Since then, LaBelle has spent the last 16 years investing in healthcare companies, becoming managing director at Tullis Health Investors and vice president at Investor Growth Capital. He has also served as a board member for many successful companies, including KAI Pharmaceuticals, Sirion Therapeutics, and Impulse Monitoring, among others. Throughout these various roles, LaBelle was focused on investing in innovative medical devices, pharmaceuticals, and diagnostic services — but he became particularly interested in extending the availability of these products to the individuals who needed them most.
“As innovative as many of these products were, in some cases, they were not getting to the people who could perhaps benefit most from these technologies,” LaBelle says. “I was always interested in trying to see how we could increase the flow of innovation to the developing world.”
LaBelle got the opportunity to further pursue this passion in 2015, when he took on the role of managing partner for the Global Health Investment Fund, a $108-million social impact investment fund that provides financing to advance the development of drugs, vaccines, diagnostics, and other interventions against diseases that disproportionately burden low- and middle-income countries. The fund was originally created and structured by the Bill Gates Foundation to serve two purposes: to create and generate positive financial returns for investors, but more significantly, to invest only in companies that develop products that can be delivered cost effectively to those in need in the developing world. Ideally, these products also have applications in the developed world and can lead to more cost-effective care.

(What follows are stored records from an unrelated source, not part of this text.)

//! Skill activation and the target-selection state machine.
//!
//! A resolver either finishes immediately or hands back a [`SkillTargeting`]
//! request. The request is parked in `SkillState::SelectingTargets` until
//! the player supplies coordinates or cancels; while parked, every other
//! mutator is rejected.

use std::collections::BTreeSet;
use std::mem;

use tracing::{debug, warn};

use super::GameManager;
use crate::entity::{EntityId, SkillCaster, SkillCompleted, SkillResult, SkillTargeting};
use crate::error::{EngineError, EngineResult, Resource, StateIssue, TargetIssue};
use crate::event::GameEvent;
use crate::hex::OddRCoord;

/// What the engine charges once a skill succeeds.
#[derive(Clone, Debug)]
pub(crate) struct SkillCharge {
    caster: SkillCaster,
    crumb_cost: u32,
    skill: String,
}

pub(crate) struct PendingSkill {
    charge: SkillCharge,
    targeting: SkillTargeting,
}

pub(crate) enum SkillState {
    Idle,
    SelectingTargets(PendingSkill),
}

/// Outcome of an activation or target selection.
#[derive(Clone, Debug, PartialEq, Eq)]
pub enum SkillStatus {
    Completed(SkillCompleted),
    AwaitingTargets {
        target_count: usize,
        available_targets: Vec<OddRCoord>,
        cancelable: bool,
    },
}

/// Read-only view of a parked targeting request.
#[derive(Clone, Copy, Debug)]
pub struct TargetingView<'a> {
    pub caster: SkillCaster,
    pub target_count: usize,
    pub available_targets: &'a [OddRCoord],
    pub cancelable: bool,
}

impl GameManager {
    pub fn is_selecting_target(&self) -> bool {
        matches!(self.skill_state, SkillState::SelectingTargets(_))
    }

    pub fn skill_targeting(&self) -> Option<TargetingView<'_>> {
        match &self.skill_state {
            SkillState::Idle => None,
            SkillState::SelectingTargets(pending) => Some(TargetingView {
                caster: pending.charge.caster,
                target_count: pending.targeting.target_count(),
                available_targets: pending.targeting.available_targets(),
                cancelable: pending.targeting.is_cancelable(),
            }),
        }
    }

    /// Activates skill `skill_index` of `entity`, which must belong to the
    /// acting side.
    ///
    /// Crumbs and one skill stamina are charged only when the skill
    /// completes successfully, possibly after target selection.
    pub fn activate_skill(
        &mut self,
        entity: EntityId,
        skill_index: usize,
    ) -> EngineResult<SkillStatus> {
        self.ensure_idle()?;
        let caster = self.board.get_entity(entity)?;
        if caster.side() != Some(self.turn) {
            return Err(EngineError::InvalidTarget(TargetIssue::NotSelectable));
        }
        let skill = caster
            .skill(skill_index)
            .ok_or(EngineError::InvalidArgument("skill index out of range"))?;
        let crumb_cost = skill.crumb_cost();
        if self.crumbs < crumb_cost {
            return Err(EngineError::not_enough(
                Resource::Crumbs,
                crumb_cost,
                self.crumbs,
            ));
        }
        if caster.rodent().is_some_and(|rodent| rodent.skill_stamina == 0) {
            return Err(EngineError::not_enough(Resource::SkillStamina, 1, 0));
        }

        let charge = SkillCharge {
            caster: SkillCaster {
                entity,
                skill_index,
            },
            crumb_cost,
            skill: skill.name().to_string(),
        };
        let resolver = skill.resolver;
        debug!(%entity, skill = %charge.skill, crumb_cost, "skill activated");
        let result = resolver(self, charge.caster)?;
        self.resolve_skill(charge, result)
    }

    /// Feeds the selected coordinates to the parked callback.
    ///
    /// Selections outside `1..=target_count`, with duplicates, or with
    /// coordinates not offered are rejected and the request stays parked.
    pub fn apply_skill_callback(&mut self, targets: &[OddRCoord]) -> EngineResult<SkillStatus> {
        self.ensure_running()?;
        let SkillState::SelectingTargets(pending) = &self.skill_state else {
            return Err(EngineError::InvalidStateTransition(
                StateIssue::NotSelectingTargets,
            ));
        };
        let targeting = &pending.targeting;
        let distinct: BTreeSet<_> = targets.iter().collect();
        if targets.is_empty()
            || targets.len() > targeting.target_count()
            || distinct.len() != targets.len()
        {
            return Err(EngineError::InvalidTarget(TargetIssue::TargetCount));
        }
        if targets
            .iter()
            .any(|coord| !targeting.available_targets().contains(coord))
        {
            return Err(EngineError::InvalidTarget(TargetIssue::NotSelectable));
        }

        let SkillState::SelectingTargets(PendingSkill { charge, targeting }) =
            mem::replace(&mut self.skill_state, SkillState::Idle)
        else {
            return Err(EngineError::InvalidStateTransition(
                StateIssue::NotSelectingTargets,
            ));
        };
        let result = (targeting.callback)(self, targets)?;
        self.resolve_skill(charge, result)
    }

    /// Abandons a parked request. Nothing is charged.
    pub fn cancel_skill_targeting(&mut self) -> EngineResult<()> {
        match &self.skill_state {
            SkillState::Idle => {
                return Err(EngineError::InvalidStateTransition(
                    StateIssue::NotSelectingTargets,
                ));
            }
            SkillState::SelectingTargets(pending) if !pending.targeting.is_cancelable() => {
                return Err(EngineError::InvalidStateTransition(StateIssue::NotCancelable));
            }
            SkillState::SelectingTargets(_) => {}
        }
        if let SkillState::SelectingTargets(pending) =
            mem::replace(&mut self.skill_state, SkillState::Idle)
        {
            self.finish_skill(pending.charge, SkillCompleted::Cancelled);
        }
        Ok(())
    }

    fn resolve_skill(
        &mut self,
        charge: SkillCharge,
        result: SkillResult,
    ) -> EngineResult<SkillStatus> {
        match result {
            SkillResult::Completed(SkillCompleted::Success) => {
                self.charge_skill(&charge);
                self.finish_skill(charge, SkillCompleted::Success);
                Ok(SkillStatus::Completed(SkillCompleted::Success))
            }
            SkillResult::Completed(SkillCompleted::Cancelled) => {
                self.finish_skill(charge, SkillCompleted::Cancelled);
                Ok(SkillStatus::Completed(SkillCompleted::Cancelled))
            }
            SkillResult::AwaitingTargets(targeting) if !targeting.is_answerable() => {
                self.finish_skill(charge, SkillCompleted::Cancelled);
                Ok(SkillStatus::Completed(SkillCompleted::Cancelled))
            }
            SkillResult::AwaitingTargets(targeting) => {
                let status = SkillStatus::AwaitingTargets {
                    target_count: targeting.target_count(),
                    available_targets: targeting.available_targets().to_vec(),
                    cancelable: targeting.is_cancelable(),
                };
                debug!(
                    entity = %charge.caster.entity,
                    skill = %charge.skill,
                    targets = targeting.available_targets().len(),
                    "skill awaiting targets"
                );
                self.skill_state = SkillState::SelectingTargets(PendingSkill { charge, targeting });
                Ok(status)
            }
        }
    }

    /// Crumbs always; stamina only if the caster survived its own skill.
    fn charge_skill(&mut self, charge: &SkillCharge) {
        self.crumbs = self.crumbs.saturating_sub(charge.crumb_cost);
        if let Some(rodent) = self
            .board
            .entity_mut(charge.caster.entity)
            .ok()
            .and_then(|entity| entity.rodent.as_mut())
        {
            rodent.skill_stamina = rodent.skill_stamina.saturating_sub(1);
        }
    }

    fn finish_skill(&mut self, charge: SkillCharge, outcome: SkillCompleted) {
        if outcome == SkillCompleted::Cancelled {
            warn!(entity = %charge.caster.entity, skill = %charge.skill, "skill cancelled");
        }
        self.emit(GameEvent::SkillActivated {
            entity: charge.caster.entity,
            skill_index: charge.caster.skill_index,
            skill: charge.skill,
            outcome,
        });
    }
}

“Everything we invest in, we need to believe that it will generate positive returns, but we also must demonstrate that there is a need in the developing world — countries in Africa, India, South and Central America — low-income countries,” LaBelle says. “And we need to demonstrate that these products can be delivered to those countries at a low enough price to make it actually feasible.”
One example is the fund’s investment in an oral cholera vaccine. Following the devastating Hurricane Matthew in October, the World Health Organization and others placed an order for one million oral cholera vaccines to be delivered to Haiti. “In the aftermath of the hurricane, people there were at very high risk for cholera,” LaBelle says. “It’s really exciting that we have been able to help a company be ready to address situations like that and hopefully significantly decrease the incidence of cholera in an area where otherwise potentially hundreds of thousands of people would be infected.”
It’s that human impact that motivates LaBelle’s work the most, he says, and as the School celebrates its Centennial anniversary and looks toward the next century of business, something he ultimately sees as the driver for more socially responsible investing across the board. “I see a lot more interest in general from people trying to do some good with their investments and not just generate the highest financial returns possible,” LaBelle says. “There will continue to be more interest and capital going toward funds and companies that are not only trying to generate good capital returns, but also trying to accomplish something that’s good for the world. People will start to measure impact for their investors in humanitarian goals that are just as important as capital returns.”